• [Task details] Which lines of the records below contain the string "uploader"? Report each of them.

• [Data for the task]
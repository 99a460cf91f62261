//! Token Endpoint Requests
//!
//! Client authentication and response parsing shared by the code exchange and refresh grant.

use base64::Engine;
use secrecy::ExposeSecret;

use crate::core::{HttpRequest, HttpTransport};
use crate::error::{create_error_from_response, CredentialError, ProtocolError};
use crate::types::{ClientAuthMethod, ClientIdentity, TokenResponse};

/// Build a token endpoint POST carrying the client's credentials per its `auth_method`.
pub(crate) fn build_token_request(client: &ClientIdentity, grant: &[(&str, &str)]) -> HttpRequest {
    let mut params: Vec<(&str, &str)> = grant.to_vec();
    params.push(("client_id", client.client_id.as_str()));

    let secret = client.client_secret.as_ref().map(|s| s.expose_secret().as_str());
    if client.auth_method == ClientAuthMethod::ClientSecretPost {
        if let Some(secret) = secret {
            params.push(("client_secret", secret));
        }
    }

    let request = HttpRequest::form_post(&client.token_uri, &params);

    match (client.auth_method, secret) {
        (ClientAuthMethod::ClientSecretBasic, Some(secret)) => {
            let credentials = format!("{}:{}", client.client_id, secret);
            let encoded = base64::engine::general_purpose::STANDARD.encode(credentials);
            request.with_header("authorization", format!("Basic {}", encoded))
        }
        _ => request,
    }
}

/// Send a token request and parse the success body.
pub(crate) async fn send_token_request(
    transport: &dyn HttpTransport,
    request: HttpRequest,
) -> Result<TokenResponse, CredentialError> {
    let response = transport.send(request).await?;

    if !response.is_success() {
        return Err(create_error_from_response(response.status, &response.body));
    }

    serde_json::from_str(&response.body).map_err(|e| {
        ProtocolError::InvalidJson {
            message: e.to_string(),
        }
        .into()
    })
}

#[cfg(test)]
mod tests {
    use super::*;
    use crate::core::MockHttpTransport;
    use crate::error::ProviderError;

    fn client(method: ClientAuthMethod) -> ClientIdentity {
        ClientIdentity::new("cid", Some("csecret".to_string()))
            .with_endpoints("https://auth.example.com", "https://token.example.com")
            .with_auth_method(method)
    }

    #[test]
    fn test_secret_post_puts_secret_in_body() {
        let request = build_token_request(
            &client(ClientAuthMethod::ClientSecretPost),
            &[("grant_type", "refresh_token")],
        );
        let params = request.form_params();
        assert_eq!(params["client_id"], "cid");
        assert_eq!(params["client_secret"], "csecret");
        assert!(!request.headers.contains_key("authorization"));
        assert_eq!(request.url, "https://token.example.com");
    }

    #[test]
    fn test_secret_basic_uses_header() {
        let request = build_token_request(
            &client(ClientAuthMethod::ClientSecretBasic),
            &[("grant_type", "refresh_token")],
        );
        assert!(!request.form_params().contains_key("client_secret"));
        // base64("cid:csecret")
        assert_eq!(request.headers["authorization"], "Basic Y2lkOmNzZWNyZXQ=");
    }

    #[tokio::test]
    async fn test_error_body_maps_to_provider_error() {
        let transport = MockHttpTransport::new();
        transport.queue_json_response(
            400,
            &serde_json::json!({"error": "invalid_grant", "error_description": "Bad Request"}),
        );
        transport.queue_response(200, "not json");

        let request = build_token_request(&client(ClientAuthMethod::None), &[]);
        let err = send_token_request(&transport, request.clone()).await.unwrap_err();
        assert!(matches!(
            err,
            CredentialError::Provider(ProviderError::InvalidGrant { .. })
        ));

        let err = send_token_request(&transport, request).await.unwrap_err();
        assert!(matches!(
            err,
            CredentialError::Protocol(ProtocolError::InvalidJson { .. })
        ));
    }
}
//! Scope Types
//!
//! Permission scope sets and the Google API scopes used by the uploader.

use serde::{Deserialize, Serialize};
use std::collections::BTreeSet;
use std::fmt;

use crate::error::CredentialError;

/// Google API scopes used by the application.
pub mod scopes {
    /// Upload videos to YouTube.
    pub const YOUTUBE_UPLOAD: &str = "https://www.googleapis.com/auth/youtube.upload";

    /// Manage the YouTube account (playlists, video metadata).
    pub const YOUTUBE: &str = "https://www.googleapis.com/auth/youtube";

    /// Read and write Google Sheets spreadsheets.
    pub const SPREADSHEETS: &str = "https://www.googleapis.com/auth/spreadsheets";
}

/// A non-empty, sorted, de-duplicated set of permission scopes.
///
/// Stored records are keyed by their exact originating set, so two sets
/// that differ by a single scope are different grants.
#[derive(Clone, Debug, PartialEq, Eq, Hash, Serialize, Deserialize)]
#[serde(try_from = "Vec<String>", into = "Vec<String>")]
pub struct ScopeSet(BTreeSet<String>);

impl ScopeSet {
    /// Build a scope set, rejecting empty sets and blank or whitespace-bearing scopes.
    pub fn new<I, S>(scopes: I) -> Result<Self, CredentialError>
    where
        I: IntoIterator<Item = S>,
        S: AsRef<str>,
    {
        let mut set = BTreeSet::new();
        for scope in scopes {
            let scope = scope.as_ref().trim();
            if scope.is_empty() {
                return Err(CredentialError::invalid_request("scope must not be blank"));
            }
            if scope.chars().any(char::is_whitespace) {
                return Err(CredentialError::invalid_request(format!(
                    "scope must not contain whitespace: {scope:?}"
                )));
            }
            set.insert(scope.to_string());
        }

        if set.is_empty() {
            return Err(CredentialError::invalid_request(
                "at least one scope is required",
            ));
        }

        Ok(Self(set))
    }

    /// Parse a space-delimited OAuth `scope` value.
    pub fn parse(scope: &str) -> Result<Self, CredentialError> {
        Self::new(scope.split_whitespace())
    }

    /// Iterate scopes in sorted order.
    pub fn iter(&self) -> impl Iterator<Item = &str> {
        self.0.iter().map(String::as_str)
    }

    pub fn len(&self) -> usize {
        self.0.len()
    }

    /// Never true for a set built through [`ScopeSet::new`].
    pub fn is_empty(&self) -> bool {
        self.0.is_empty()
    }

    pub fn contains(&self, scope: &str) -> bool {
        self.0.contains(scope)
    }

    /// Superset test: every scope of `other` is in `self`.
    pub fn contains_all(&self, other: &ScopeSet) -> bool {
        other.0.is_subset(&self.0)
    }

    /// Scopes of `requested` not present in `self`.
    pub fn missing_from(&self, requested: &ScopeSet) -> Vec<String> {
        requested.0.difference(&self.0).cloned().collect()
    }

    /// Union of two sets.
    pub fn union(&self, other: &ScopeSet) -> ScopeSet {
        ScopeSet(self.0.union(&other.0).cloned().collect())
    }

    /// Space-delimited form used on the wire.
    pub fn to_scope_string(&self) -> String {
        self.iter().collect::<Vec<_>>().join(" ")
    }
}

impl TryFrom<Vec<String>> for ScopeSet {
    type Error = CredentialError;

    fn try_from(value: Vec<String>) -> Result<Self, Self::Error> {
        Self::new(value)
    }
}

impl From<ScopeSet> for Vec<String> {
    fn from(value: ScopeSet) -> Self {
        value.0.into_iter().collect()
    }
}

impl fmt::Display for ScopeSet {
    fn fmt(&self, f: &mut fmt::Formatter<'_>) -> fmt::Result {
        f.write_str(&self.to_scope_string())
    }
}

/// Google services the uploader talks to.
#[derive(Clone, Copy, Debug, PartialEq, Eq, Hash)]
pub enum GoogleService {
    /// YouTube Data API (upload + manage).
    YouTube,
    /// Google Sheets API.
    Sheets,
    /// Both APIs under a single grant.
    Combined,
}

impl GoogleService {
    /// Scopes requested for this service.
    pub fn scopes(&self) -> ScopeSet {
        let list: &[&str] = match self {
            Self::YouTube => &[scopes::YOUTUBE_UPLOAD, scopes::YOUTUBE],
            Self::Sheets => &[scopes::SPREADSHEETS],
            Self::Combined => &[scopes::YOUTUBE_UPLOAD, scopes::YOUTUBE, scopes::SPREADSHEETS],
        };
        ScopeSet(list.iter().map(|s| s.to_string()).collect())
    }

    pub fn as_str(&self) -> &'static str {
        match self {
            Self::YouTube => "youtube",
            Self::Sheets => "sheets",
            Self::Combined => "combined",
        }
    }
}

• [Result of the exercise]
//! Permission scope sets and the Google API scopes used by the uploader.
/// Google services the uploader talks to.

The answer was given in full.